> Task to complete: Among the lines of the data, copy those that hold "AssignmentId".

> Data for this exercise:
--------------------
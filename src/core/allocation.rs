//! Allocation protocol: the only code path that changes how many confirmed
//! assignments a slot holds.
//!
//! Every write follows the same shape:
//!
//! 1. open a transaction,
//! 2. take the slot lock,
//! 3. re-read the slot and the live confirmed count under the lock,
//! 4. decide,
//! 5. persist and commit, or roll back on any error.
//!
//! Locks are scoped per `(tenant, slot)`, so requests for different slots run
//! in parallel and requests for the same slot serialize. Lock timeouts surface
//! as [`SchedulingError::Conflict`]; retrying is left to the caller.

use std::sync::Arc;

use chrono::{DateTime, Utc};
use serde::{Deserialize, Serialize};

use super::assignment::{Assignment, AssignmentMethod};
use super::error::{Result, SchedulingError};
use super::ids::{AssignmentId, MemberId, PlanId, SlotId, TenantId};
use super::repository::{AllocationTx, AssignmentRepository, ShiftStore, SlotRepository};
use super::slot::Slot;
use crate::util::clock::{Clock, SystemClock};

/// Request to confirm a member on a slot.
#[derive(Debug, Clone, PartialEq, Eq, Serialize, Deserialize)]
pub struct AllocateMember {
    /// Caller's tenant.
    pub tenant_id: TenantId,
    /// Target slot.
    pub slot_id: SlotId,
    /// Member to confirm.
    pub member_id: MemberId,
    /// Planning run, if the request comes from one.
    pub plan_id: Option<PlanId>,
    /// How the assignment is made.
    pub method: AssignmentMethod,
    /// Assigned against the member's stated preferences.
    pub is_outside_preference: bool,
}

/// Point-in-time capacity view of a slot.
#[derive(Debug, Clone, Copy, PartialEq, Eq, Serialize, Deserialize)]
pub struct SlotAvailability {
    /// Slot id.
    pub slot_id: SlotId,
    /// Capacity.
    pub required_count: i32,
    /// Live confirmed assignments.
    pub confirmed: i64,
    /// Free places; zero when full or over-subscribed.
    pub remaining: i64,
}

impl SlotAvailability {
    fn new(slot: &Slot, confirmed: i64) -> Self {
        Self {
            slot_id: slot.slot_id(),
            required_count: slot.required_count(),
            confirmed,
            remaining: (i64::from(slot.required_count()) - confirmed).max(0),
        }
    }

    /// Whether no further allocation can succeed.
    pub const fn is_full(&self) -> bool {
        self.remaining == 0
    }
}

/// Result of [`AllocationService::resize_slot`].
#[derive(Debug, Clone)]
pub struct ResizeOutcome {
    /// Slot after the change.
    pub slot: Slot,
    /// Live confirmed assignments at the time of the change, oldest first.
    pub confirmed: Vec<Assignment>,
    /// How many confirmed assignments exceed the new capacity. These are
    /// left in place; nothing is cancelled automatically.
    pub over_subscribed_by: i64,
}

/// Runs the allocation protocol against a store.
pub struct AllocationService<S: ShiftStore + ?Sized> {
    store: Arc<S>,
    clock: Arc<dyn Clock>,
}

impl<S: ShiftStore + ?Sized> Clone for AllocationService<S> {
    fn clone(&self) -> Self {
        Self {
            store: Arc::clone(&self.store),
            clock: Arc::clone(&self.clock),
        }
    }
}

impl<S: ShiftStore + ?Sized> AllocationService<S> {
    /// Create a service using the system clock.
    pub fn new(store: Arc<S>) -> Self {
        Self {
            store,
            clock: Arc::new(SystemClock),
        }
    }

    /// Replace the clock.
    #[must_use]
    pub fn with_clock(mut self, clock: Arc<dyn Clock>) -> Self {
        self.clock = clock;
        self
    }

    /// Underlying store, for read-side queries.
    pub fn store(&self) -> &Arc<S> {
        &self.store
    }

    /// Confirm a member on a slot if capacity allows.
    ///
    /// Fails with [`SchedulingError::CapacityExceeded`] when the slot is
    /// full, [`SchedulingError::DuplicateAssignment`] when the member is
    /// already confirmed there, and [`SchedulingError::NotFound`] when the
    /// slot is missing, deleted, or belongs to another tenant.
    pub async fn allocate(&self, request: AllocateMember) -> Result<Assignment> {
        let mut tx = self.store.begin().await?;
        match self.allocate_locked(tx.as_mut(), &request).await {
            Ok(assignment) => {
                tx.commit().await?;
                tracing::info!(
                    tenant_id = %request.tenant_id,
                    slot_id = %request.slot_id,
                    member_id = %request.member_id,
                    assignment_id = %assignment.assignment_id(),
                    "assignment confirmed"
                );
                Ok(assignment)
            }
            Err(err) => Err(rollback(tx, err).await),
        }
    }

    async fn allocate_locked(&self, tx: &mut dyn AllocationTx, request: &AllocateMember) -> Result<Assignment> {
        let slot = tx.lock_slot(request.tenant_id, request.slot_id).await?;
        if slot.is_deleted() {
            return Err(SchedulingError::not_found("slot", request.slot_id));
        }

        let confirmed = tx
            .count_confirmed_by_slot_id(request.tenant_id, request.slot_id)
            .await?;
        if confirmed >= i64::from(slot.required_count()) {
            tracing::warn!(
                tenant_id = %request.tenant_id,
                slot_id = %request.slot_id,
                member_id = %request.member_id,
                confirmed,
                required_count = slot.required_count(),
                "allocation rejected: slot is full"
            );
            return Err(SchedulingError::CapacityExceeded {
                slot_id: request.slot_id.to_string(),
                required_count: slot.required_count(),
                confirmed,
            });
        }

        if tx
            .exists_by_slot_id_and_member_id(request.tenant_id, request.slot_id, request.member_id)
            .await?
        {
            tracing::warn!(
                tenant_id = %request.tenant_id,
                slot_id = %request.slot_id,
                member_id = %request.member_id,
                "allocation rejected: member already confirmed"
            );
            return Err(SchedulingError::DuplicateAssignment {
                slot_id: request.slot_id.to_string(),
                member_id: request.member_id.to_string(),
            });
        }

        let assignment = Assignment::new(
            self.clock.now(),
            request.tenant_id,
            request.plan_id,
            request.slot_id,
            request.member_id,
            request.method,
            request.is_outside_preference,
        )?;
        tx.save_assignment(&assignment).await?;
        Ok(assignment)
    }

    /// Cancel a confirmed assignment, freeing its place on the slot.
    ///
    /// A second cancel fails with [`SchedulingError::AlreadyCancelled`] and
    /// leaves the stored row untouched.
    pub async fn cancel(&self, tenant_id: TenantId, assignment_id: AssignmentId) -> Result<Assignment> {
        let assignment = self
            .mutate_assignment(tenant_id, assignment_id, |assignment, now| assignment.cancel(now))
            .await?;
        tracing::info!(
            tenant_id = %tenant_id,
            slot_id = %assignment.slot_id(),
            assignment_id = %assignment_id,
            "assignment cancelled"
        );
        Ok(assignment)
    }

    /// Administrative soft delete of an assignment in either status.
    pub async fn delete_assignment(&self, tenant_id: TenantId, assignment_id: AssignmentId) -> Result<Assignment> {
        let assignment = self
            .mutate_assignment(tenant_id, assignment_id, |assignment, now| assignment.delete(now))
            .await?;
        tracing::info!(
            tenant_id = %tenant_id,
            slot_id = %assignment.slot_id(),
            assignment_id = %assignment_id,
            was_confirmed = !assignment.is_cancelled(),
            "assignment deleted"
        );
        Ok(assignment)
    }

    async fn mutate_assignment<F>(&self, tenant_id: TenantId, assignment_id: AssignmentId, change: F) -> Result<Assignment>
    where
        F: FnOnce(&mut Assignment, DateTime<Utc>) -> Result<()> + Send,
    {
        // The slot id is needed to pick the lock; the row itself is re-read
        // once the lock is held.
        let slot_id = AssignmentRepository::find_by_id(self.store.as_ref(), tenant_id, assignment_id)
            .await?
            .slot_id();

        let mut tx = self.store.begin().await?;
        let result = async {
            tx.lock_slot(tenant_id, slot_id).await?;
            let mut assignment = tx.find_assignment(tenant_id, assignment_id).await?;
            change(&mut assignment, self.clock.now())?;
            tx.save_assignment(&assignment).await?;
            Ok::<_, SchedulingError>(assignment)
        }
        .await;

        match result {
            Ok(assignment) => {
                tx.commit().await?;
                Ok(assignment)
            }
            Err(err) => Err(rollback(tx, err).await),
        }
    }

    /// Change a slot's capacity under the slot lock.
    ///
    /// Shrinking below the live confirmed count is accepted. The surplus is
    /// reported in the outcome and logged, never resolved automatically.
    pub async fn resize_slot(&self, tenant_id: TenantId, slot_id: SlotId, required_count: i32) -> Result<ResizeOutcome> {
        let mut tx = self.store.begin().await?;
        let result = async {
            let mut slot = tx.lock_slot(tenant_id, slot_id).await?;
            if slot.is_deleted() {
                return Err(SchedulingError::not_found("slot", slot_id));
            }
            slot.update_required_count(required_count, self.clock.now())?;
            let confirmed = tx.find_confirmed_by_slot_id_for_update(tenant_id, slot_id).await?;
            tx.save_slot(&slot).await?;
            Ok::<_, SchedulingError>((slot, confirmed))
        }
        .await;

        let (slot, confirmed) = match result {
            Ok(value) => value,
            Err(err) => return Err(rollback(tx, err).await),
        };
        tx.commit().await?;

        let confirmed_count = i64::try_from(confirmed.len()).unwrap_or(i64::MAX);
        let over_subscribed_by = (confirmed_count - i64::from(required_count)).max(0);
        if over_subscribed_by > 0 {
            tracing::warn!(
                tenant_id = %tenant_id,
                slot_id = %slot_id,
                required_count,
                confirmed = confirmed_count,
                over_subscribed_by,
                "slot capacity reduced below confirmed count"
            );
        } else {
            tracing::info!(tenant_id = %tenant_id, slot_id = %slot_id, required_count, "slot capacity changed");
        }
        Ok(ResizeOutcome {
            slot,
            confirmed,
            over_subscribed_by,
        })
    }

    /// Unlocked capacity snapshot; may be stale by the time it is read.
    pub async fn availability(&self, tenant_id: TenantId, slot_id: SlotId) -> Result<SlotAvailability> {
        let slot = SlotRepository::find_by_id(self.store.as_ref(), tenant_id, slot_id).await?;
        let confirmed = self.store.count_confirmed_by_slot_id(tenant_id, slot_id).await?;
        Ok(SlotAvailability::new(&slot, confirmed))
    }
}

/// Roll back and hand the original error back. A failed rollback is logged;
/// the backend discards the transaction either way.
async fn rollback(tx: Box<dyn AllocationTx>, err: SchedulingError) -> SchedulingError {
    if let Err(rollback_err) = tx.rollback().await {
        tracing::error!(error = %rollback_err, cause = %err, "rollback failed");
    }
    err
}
--------------------
> Exercise result:
use super::ids::{AssignmentId, MemberId, PlanId, SlotId, TenantId};
    pub async fn cancel(&self, tenant_id: TenantId, assignment_id: AssignmentId) -> Result<Assignment> {
    pub async fn delete_assignment(&self, tenant_id: TenantId, assignment_id: AssignmentId) -> Result<Assignment> {
    async fn mutate_assignment<F>(&self, tenant_id: TenantId, assignment_id: AssignmentId, change: F) -> Result<Assignment>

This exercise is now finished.